- _WORK TO COMPLETE_: Each line below containing the word "fold" needs to be shown.

- _SUPPLIED RECORDS_:
▶
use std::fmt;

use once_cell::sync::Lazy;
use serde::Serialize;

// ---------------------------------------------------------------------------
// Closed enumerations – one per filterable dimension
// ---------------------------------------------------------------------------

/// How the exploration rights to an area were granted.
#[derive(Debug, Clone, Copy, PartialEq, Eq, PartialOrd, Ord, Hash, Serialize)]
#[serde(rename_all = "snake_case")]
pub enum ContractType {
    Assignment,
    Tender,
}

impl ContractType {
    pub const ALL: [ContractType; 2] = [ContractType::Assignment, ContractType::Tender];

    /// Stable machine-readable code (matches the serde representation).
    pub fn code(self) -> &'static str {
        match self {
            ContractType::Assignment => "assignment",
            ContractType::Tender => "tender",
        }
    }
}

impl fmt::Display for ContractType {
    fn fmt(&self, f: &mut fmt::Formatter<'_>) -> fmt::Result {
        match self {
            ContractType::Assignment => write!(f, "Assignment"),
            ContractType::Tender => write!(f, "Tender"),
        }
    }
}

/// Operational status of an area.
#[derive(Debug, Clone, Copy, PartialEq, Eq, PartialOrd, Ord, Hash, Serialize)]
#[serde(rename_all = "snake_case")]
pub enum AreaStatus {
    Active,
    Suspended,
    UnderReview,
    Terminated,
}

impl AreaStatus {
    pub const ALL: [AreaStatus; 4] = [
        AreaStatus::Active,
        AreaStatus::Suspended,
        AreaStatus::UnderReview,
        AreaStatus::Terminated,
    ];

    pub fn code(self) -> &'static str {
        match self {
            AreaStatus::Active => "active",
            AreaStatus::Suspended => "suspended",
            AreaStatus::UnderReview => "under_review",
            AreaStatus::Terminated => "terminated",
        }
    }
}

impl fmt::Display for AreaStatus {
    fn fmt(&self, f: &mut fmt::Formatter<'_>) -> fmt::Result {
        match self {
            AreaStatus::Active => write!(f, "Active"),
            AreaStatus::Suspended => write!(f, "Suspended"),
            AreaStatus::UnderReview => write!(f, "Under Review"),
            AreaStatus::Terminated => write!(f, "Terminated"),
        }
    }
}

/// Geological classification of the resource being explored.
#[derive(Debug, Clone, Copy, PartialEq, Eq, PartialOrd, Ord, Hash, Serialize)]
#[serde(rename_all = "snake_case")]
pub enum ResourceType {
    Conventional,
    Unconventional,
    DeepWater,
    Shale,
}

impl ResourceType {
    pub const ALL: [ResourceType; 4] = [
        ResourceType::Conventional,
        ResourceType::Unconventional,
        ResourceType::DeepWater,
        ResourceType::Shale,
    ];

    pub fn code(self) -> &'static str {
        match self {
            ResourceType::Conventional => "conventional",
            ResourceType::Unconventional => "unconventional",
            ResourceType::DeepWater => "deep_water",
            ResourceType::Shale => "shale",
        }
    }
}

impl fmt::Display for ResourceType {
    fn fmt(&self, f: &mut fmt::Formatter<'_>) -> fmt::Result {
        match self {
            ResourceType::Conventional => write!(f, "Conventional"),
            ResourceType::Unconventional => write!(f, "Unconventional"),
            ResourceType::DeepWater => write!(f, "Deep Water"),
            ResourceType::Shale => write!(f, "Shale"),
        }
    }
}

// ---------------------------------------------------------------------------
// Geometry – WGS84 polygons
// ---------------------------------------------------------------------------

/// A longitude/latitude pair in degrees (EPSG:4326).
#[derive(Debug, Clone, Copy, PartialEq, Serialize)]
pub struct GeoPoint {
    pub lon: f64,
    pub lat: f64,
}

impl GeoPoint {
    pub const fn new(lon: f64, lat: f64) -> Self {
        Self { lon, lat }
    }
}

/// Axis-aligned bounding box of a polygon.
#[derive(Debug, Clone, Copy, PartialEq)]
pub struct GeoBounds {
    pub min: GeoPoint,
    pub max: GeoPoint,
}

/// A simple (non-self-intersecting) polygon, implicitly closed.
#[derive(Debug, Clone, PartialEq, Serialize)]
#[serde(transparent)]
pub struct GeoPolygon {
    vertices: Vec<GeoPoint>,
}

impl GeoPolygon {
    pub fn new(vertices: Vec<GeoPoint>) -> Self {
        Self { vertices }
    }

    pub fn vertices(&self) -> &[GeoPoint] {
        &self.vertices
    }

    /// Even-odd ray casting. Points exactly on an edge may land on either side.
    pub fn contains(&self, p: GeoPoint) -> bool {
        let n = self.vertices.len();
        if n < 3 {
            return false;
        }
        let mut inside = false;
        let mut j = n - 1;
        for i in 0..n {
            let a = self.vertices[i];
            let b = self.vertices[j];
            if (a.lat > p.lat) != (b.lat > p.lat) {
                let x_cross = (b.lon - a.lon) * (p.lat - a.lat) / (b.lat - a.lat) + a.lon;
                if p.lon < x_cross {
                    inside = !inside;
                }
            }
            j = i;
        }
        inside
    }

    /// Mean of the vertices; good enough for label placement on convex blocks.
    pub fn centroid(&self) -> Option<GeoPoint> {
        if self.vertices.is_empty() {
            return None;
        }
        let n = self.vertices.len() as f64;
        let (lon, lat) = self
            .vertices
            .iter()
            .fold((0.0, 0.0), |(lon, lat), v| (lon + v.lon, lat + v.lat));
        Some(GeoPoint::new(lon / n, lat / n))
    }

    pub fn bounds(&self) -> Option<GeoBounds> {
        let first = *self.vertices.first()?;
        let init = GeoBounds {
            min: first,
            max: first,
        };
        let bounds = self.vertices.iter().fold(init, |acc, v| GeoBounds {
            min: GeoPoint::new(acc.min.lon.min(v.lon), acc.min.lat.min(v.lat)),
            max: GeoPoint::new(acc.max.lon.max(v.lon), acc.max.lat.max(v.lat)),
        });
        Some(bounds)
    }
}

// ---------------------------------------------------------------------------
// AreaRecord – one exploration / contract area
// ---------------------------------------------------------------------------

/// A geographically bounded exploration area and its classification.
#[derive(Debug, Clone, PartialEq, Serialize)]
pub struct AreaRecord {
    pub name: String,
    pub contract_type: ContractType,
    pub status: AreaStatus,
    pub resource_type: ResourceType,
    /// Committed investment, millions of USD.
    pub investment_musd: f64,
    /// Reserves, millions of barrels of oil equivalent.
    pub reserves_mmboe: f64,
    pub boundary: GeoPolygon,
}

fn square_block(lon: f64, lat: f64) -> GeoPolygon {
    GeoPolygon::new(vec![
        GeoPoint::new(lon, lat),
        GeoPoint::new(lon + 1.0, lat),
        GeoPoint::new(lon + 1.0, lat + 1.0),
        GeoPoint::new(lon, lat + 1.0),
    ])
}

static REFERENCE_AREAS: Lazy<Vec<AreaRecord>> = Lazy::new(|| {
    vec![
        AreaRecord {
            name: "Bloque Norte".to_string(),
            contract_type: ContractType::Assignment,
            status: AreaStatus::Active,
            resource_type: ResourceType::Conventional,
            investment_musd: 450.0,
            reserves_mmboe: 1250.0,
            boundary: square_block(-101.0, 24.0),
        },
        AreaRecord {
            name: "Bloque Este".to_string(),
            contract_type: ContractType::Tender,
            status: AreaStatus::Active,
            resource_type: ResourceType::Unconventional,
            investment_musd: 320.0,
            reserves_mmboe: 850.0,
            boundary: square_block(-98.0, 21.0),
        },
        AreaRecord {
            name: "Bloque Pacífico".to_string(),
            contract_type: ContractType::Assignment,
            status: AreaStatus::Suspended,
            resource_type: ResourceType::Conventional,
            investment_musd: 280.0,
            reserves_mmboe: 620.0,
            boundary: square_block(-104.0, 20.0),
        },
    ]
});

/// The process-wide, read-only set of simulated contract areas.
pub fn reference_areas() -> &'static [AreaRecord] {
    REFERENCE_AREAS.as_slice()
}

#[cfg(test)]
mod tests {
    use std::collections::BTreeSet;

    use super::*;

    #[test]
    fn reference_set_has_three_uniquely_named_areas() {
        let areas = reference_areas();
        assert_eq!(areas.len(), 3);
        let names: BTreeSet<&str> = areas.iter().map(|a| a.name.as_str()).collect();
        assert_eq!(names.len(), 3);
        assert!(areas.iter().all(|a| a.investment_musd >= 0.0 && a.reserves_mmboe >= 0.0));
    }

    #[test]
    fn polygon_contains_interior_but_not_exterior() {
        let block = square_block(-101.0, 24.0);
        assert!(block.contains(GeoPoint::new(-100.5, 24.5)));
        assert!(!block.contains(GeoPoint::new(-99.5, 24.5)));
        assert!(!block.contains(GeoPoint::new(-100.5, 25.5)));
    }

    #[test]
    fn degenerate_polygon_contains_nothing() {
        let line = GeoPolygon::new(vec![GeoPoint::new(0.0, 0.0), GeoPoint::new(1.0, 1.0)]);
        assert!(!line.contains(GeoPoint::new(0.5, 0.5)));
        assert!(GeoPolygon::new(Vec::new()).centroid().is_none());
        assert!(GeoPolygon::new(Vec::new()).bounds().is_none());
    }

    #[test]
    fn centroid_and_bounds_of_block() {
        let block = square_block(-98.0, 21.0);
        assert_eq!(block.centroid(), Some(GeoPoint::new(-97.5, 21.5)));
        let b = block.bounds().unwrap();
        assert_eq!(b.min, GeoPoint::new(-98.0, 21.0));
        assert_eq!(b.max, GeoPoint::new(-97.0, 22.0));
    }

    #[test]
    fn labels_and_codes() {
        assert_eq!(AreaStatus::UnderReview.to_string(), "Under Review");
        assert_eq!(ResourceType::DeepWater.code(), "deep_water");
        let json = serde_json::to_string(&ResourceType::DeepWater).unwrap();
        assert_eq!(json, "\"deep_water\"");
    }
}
◀
- _EXERCISE RESULT_:
            .fold((0.0, 0.0), |(lon, lat), v| (lon + v.lon, lat + v.lat));
        let bounds = self.vertices.iter().fold(init, |acc, v| GeoBounds {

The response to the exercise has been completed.